Back to class 3 of 30…
It all began when I was lying in Savasana in the quiet, dimly lit, hot room, and waiting for class to start. Two women traipse into the room and one immediately says to her friend (at a stage whispered volume) “Oh my god, I can’t see!”. Fine. You’re not supposed to talk. But fine. It was an emergency. Right? Then, she takes her place right behind me in the room and starts to roll out her mat. And, I kid you not, she rolls her mat right into my head! I couldn’t believe it. Then she says “Ohh.. sorry”. Too loud. Too little. Too late. Come on lady.
The thing about yoga, is it’s different than anything most people has ever tried. Unless you grew up doing Royal Academy of Dancing ballet syllabus. You shut your mouth when you enter the room. You don’t comment. You don’t look around. You don’t ask questions. You don’t even question the method. You just do. You do your best. And that’s what I love about it. No small talk. No bullshit.

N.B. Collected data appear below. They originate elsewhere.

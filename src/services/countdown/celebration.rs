use std::collections::HashSet;

use chrono::NaiveDateTime;

use super::store::CountdownStore;
use super::time_math::year_progress;
use crate::models::settings::CelebrationMode;

/// Decides on each slow tick whether the confetti burst should fire.
#[derive(Debug, Clone, Default)]
pub struct CelebrationTrigger {
    mode: CelebrationMode,
    /// Record indices that already celebrated, only tracked in `Once` mode
    celebrated: HashSet<usize>,
}

impl CelebrationTrigger {
    pub fn new(mode: CelebrationMode) -> Self {
        Self {
            mode,
            celebrated: HashSet::new(),
        }
    }

    pub fn mode(&self) -> CelebrationMode {
        self.mode
    }

    /// True when the selected countdown is complete and a burst is due.
    pub fn check(&mut self, store: &CountdownStore, now: NaiveDateTime) -> bool {
        let (Some(index), Some(record)) = (store.selected_index(), store.selected()) else {
            return false;
        };
        if year_progress(record.target_instant, now) < 1.0 {
            return false;
        }

        match self.mode {
            CelebrationMode::EveryTick => true,
            CelebrationMode::Once => self.celebrated.insert(index),
        }
    }
}
use crate::models::countdown::CountdownRecord;

/// In-memory countdowns for the current session plus the user's selection.
///
/// Records keep insertion order and are never removed, so a record's index
/// doubles as its identity for the lifetime of the session.
#[derive(Debug, Default, Clone)]
pub struct CountdownStore {
    records: Vec<CountdownRecord>,
    selected_index: usize,
}

impl CountdownStore {
    pub fn new() -> Self {
        Self::default()
    }

    pub fn records(&self) -> &[CountdownRecord] {
        &self.records
    }

    pub fn len(&self) -> usize {
        self.records.len()
    }

    pub fn is_empty(&self) -> bool {
        self.records.is_empty()
    }

    /// Append a record without touching the selection.
    pub fn push(&mut self, record: CountdownRecord) -> &CountdownRecord {
        self.records.push(record);
        let index = self.records.len() - 1;
        &self.records[index]
    }

    /// Index of the selected record, `None` while the store is empty.
    /// A stale index falls back to the first record.
    pub fn selected_index(&self) -> Option<usize> {
        if self.records.is_empty() {
            None
        } else if self.selected_index < self.records.len() {
            Some(self.selected_index)
        } else {
            Some(0)
        }
    }

    pub fn selected(&self) -> Option<&CountdownRecord> {
        self.selected_index().map(|index| &self.records[index])
    }

    /// Select the first record called `name`. Unknown names are ignored.
    pub fn select_by_name(&mut self, name: &str) -> bool {
        match self.records.iter().position(|record| record.name == name) {
            Some(index) => {
                if index != self.selected_index {
                    log::debug!("selected countdown '{}' at index {}", name, index);
                }
                self.selected_index = index;
                true
            }
            None => {
                log::warn!("ignoring selection of unknown countdown '{}'", name);
                false
            }
        }
    }

    /// Select by position. Out-of-range indices are ignored.
    pub fn select_index(&mut self, index: usize) -> bool {
        if index < self.records.len() {
            self.selected_index = index;
            true
        } else {
            false
        }
    }

    pub fn names(&self) -> impl Iterator<Item = &str> {
        self.records.iter().map(|record| record.name.as_str())
    }

    /// Record indices in paint order: the selected record first, then the
    /// rest in insertion order.
    pub fn draw_order(&self) -> Vec<usize> {
        let Some(selected) = self.selected_index() else {
            return Vec::new();
        };
        std::iter::once(selected)
            .chain((0..self.records.len()).filter(|&index| index != selected))
            .collect()
    }
}
use std::time::{Duration, Instant};

use chrono::NaiveDateTime;

use super::celebration::ConfettiLayer;
use super::form::AddCountdownForm;
use super::progress_canvas::IconCache;
use super::toast::ToastManager;
use super::CountdownApp;
use crate::models::settings::{Settings, ThemePreference};
use crate::services::countdown::{CanvasLayout, CelebrationTrigger, CountdownStore, FormController};
use crate::utils::date::local_now;
use crate::utils::tick::IntervalTicker;

const SLOW_TICK: Duration = Duration::from_secs(1);

impl CountdownApp {
    pub fn new(cc: &eframe::CreationContext<'_>, settings: Settings) -> Self {
        log::info!(
            "Starting with icon_size={}, hue_step={}, celebration={:?}",
            settings.icon_size,
            settings.hue_step,
            settings.celebration.mode
        );

        let is_dark_theme = resolve_dark_theme(settings.theme);
        cc.egui_ctx.set_visuals(if is_dark_theme {
            egui::Visuals::dark()
        } else {
            egui::Visuals::light()
        });

        Self {
            store: CountdownStore::new(),
            form_controller: FormController::from_settings(&settings),
            form: AddCountdownForm::default(),
            slow_tick: IntervalTicker::new(SLOW_TICK),
            countdown_text: None,
            layout: CanvasLayout::from(&settings.canvas),
            icons: IconCache::default(),
            celebration: CelebrationTrigger::new(settings.celebration.mode),
            confetti: ConfettiLayer::new(&settings.celebration),
            toast_manager: ToastManager::new(),
            is_dark_theme,
            settings,
        }
    }

    pub(super) fn handle_update(&mut self, ctx: &egui::Context, _frame: &mut eframe::Frame) {
        let now = local_now();
        if self.slow_tick.poll(Instant::now()) {
            self.on_slow_tick(now);
        }

        egui::CentralPanel::default().show(ctx, |ui| {
            egui::ScrollArea::vertical()
                .auto_shrink([false; 2])
                .show(ui, |ui| {
                    ui.heading("🎉 Birthday Countdown");
                    ui.add_space(8.0);
                    self.render_add_form(ui, now);
                    ui.separator();
                    self.render_countdowns(ui, now);
                });
        });

        let frame_time = Instant::now();
        self.confetti.paint(ctx, frame_time);
        self.toast_manager.render(ctx, self.is_dark_theme);

        if self.store.is_empty() {
            ctx.request_repaint_after(self.slow_tick.time_until_next(frame_time));
        } else {
            // Keep the progress trail animating every frame.
            ctx.request_repaint();
        }
    }

    fn on_slow_tick(&mut self, now: NaiveDateTime) {
        self.refresh_countdown_text(now);
        if self.celebration.check(&self.store, now) {
            log::info!(
                "Countdown complete, celebrating ({:?} mode, {} particles)",
                self.celebration.mode(),
                self.settings.celebration.particle_count
            );
            self.confetti.fire(Instant::now());
        }
    }
}

fn resolve_dark_theme(preference: ThemePreference) -> bool {
    match preference {
        ThemePreference::Dark => true,
        ThemePreference::Light => false,
        ThemePreference::System => matches!(dark_light::detect(), dark_light::Mode::Dark),
    }
}
use std::path::Path;

use chrono::{Local, NaiveDate, NaiveDateTime};
use egui_extras::DatePickerButton;

use super::CountdownApp;
use crate::services::countdown::CountdownDraft;

const PREVIEW_WIDTH: f32 = 100.0;

/// Photo chosen in the file dialog but not yet submitted.
struct PickedPhoto {
    file_name: String,
    bytes: Vec<u8>,
    preview: Option<egui::TextureHandle>,
}

/// Field state of the "Add a new countdown" section.
pub(super) struct AddCountdownForm {
    name: String,
    date_of_birth: NaiveDate,
    photo: Option<PickedPhoto>,
    /// Inline feedback from the last submission
    error: Option<String>,
    turning: Option<String>,
}

impl Default for AddCountdownForm {
    fn default() -> Self {
        Self {
            name: String::new(),
            date_of_birth: NaiveDate::from_ymd_opt(2000, 1, 1).unwrap_or_default(),
            photo: None,
            error: None,
            turning: None,
        }
    }
}

impl CountdownApp {
    pub(super) fn render_add_form(&mut self, ui: &mut egui::Ui, now: NaiveDateTime) {
        egui::CollapsingHeader::new("Add a new countdown")
            .default_open(self.store.is_empty())
            .show(ui, |ui| {
                ui.label("Name");
                ui.add(
                    egui::TextEdit::singleline(&mut self.form.name)
                        .desired_width(f32::INFINITY)
                        .hint_text("Whose birthday?"),
                );

                ui.add_space(4.0);
                ui.horizontal(|ui| {
                    ui.label("Date of Birth");
                    let before = self.form.date_of_birth;
                    if ui
                        .add(
                            DatePickerButton::new(&mut self.form.date_of_birth)
                                .id_source("countdown_date_of_birth"),
                        )
                        .changed()
                    {
                        let today = Local::now().date_naive();
                        self.form.date_of_birth = self
                            .form_controller
                            .clamp_birth_date(self.form.date_of_birth, today);
                        log::debug!(
                            "date of birth changed {} -> {}",
                            before,
                            self.form.date_of_birth
                        );
                    }
                });

                ui.add_space(4.0);
                ui.horizontal(|ui| {
                    if ui.button("Choose photo...").clicked() {
                        self.pick_photo(ui.ctx());
                    }
                    if let Some(photo) = &self.form.photo {
                        ui.label(&photo.file_name);
                    }
                });
                if let Some(texture) = self.form.photo.as_ref().and_then(|p| p.preview.as_ref()) {
                    ui.add(egui::Image::from_texture(texture).max_width(PREVIEW_WIDTH));
                    ui.small("Uploaded icon preview");
                }

                ui.add_space(8.0);
                if ui.button("Add countdown").clicked() {
                    self.submit_form(now);
                }

                if let Some(error) = &self.form.error {
                    ui.colored_label(ui.visuals().error_fg_color, error);
                }
                if let Some(turning) = &self.form.turning {
                    ui.label(egui::RichText::new(turning).strong());
                }
            });
    }

    fn pick_photo(&mut self, ctx: &egui::Context) {
        let Some(path) = rfd::FileDialog::new()
            .set_title("Choose a photo")
            .add_filter("Images", &["png", "jpg", "jpeg"])
            .pick_file()
        else {
            return;
        };

        match std::fs::read(&path) {
            Ok(bytes) => {
                let preview = load_preview(ctx, &bytes);
                if preview.is_none() {
                    log::warn!("No preview available for {}", path.display());
                }
                self.form.photo = Some(PickedPhoto {
                    file_name: display_name(&path),
                    bytes,
                    preview,
                });
            }
            Err(e) => {
                log::error!("Failed to read photo {}: {}", path.display(), e);
                self.toast_manager
                    .error(format!("Could not open {}", display_name(&path)));
            }
        }
    }

    fn submit_form(&mut self, now: NaiveDateTime) {
        let draft = CountdownDraft::new(
            self.form.name.clone(),
            self.form.date_of_birth,
            self.form.photo.as_ref().map(|p| p.bytes.clone()),
        );

        match self.form_controller.submit(&mut self.store, &draft, now) {
            Ok(record) => {
                let turning = format!("Turning {} years old! 🎂", record.age);
                let added = format!("Added countdown for {}", record.name);
                self.form.turning = Some(turning);
                self.form.error = None;
                self.toast_manager.success(added);
                self.refresh_countdown_text(now);
            }
            Err(e) => {
                log::warn!("Rejected countdown submission: {}", e);
                let message = e.user_message();
                self.form.turning = None;
                self.toast_manager.error(message.clone());
                self.form.error = Some(message);
            }
        }
    }
}

fn load_preview(ctx: &egui::Context, bytes: &[u8]) -> Option<egui::TextureHandle> {
    let rgba = image::load_from_memory(bytes).ok()?.to_rgba8();
    let size = [rgba.width() as usize, rgba.height() as usize];
    let image = egui::ColorImage::from_rgba_unmultiplied(size, rgba.as_raw());
    Some(ctx.load_texture("countdown_photo_preview", image, egui::TextureOptions::LINEAR))
}

fn display_name(path: &Path) -> String {
    path.file_name()
        .map(|name| name.to_string_lossy().into_owned())
        .unwrap_or_else(|| path.display().to_string())
}
mod service;

pub use service::SettingsService;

I understand at first glance the sign on the studio door that reads “Please, remain silent in the practice studio” seems to say “don’t talk if you can help it”. But people. It means silence. No WHISPERING. That’s the worst. Just breathe. I’d love to hear the sound of your breathe stranger.
Teacher: Alice. Love her.
Class: Moksha – 60 mins.
Thoughts: After my debacle at the beginning, I had a lovely class. Really quite focused. Alice talked about a really interesting idea; the lightness of your being versus the darkness. Now, at first, it seems really hippie and out there, but what it means is just the positive versus the negative. You’re standing in a pose you like doing and you think, “My stomach looks nice today”. Great. Positive. Lightness beams from you. Two seconds go by. You bend sideways, and your muffin top shows and you think “God, I’m the fattest person here”. Bad. Dark thoughts cloud over. You can’t give one more meaning or weight than the other. Both thoughts are part of you and deserve the same amount of attention and disregard.
Alice was talking about it more in terms of yoga poses though. I just translated it into my own body image issues I deal with. When you’re doing a pose that you know is supposed to be stretching the front leg. That’s the lightness, we see it, we feel it. It’s an obvious place to bring our attention too. But what about the supporting leg. It’s still working. Is it working to the same degree? If you bring your attention to it, you can even out your practice. Yoga is not about being the strongest or most flexible… even within yourself. There’s always time and energy to be spent on evening out. On reminding ourselves that everything that ever happens is just a moment. It only has weight and meaning if we give it such.
Do you enjoy the “hippie” stuff that comes along with yoga?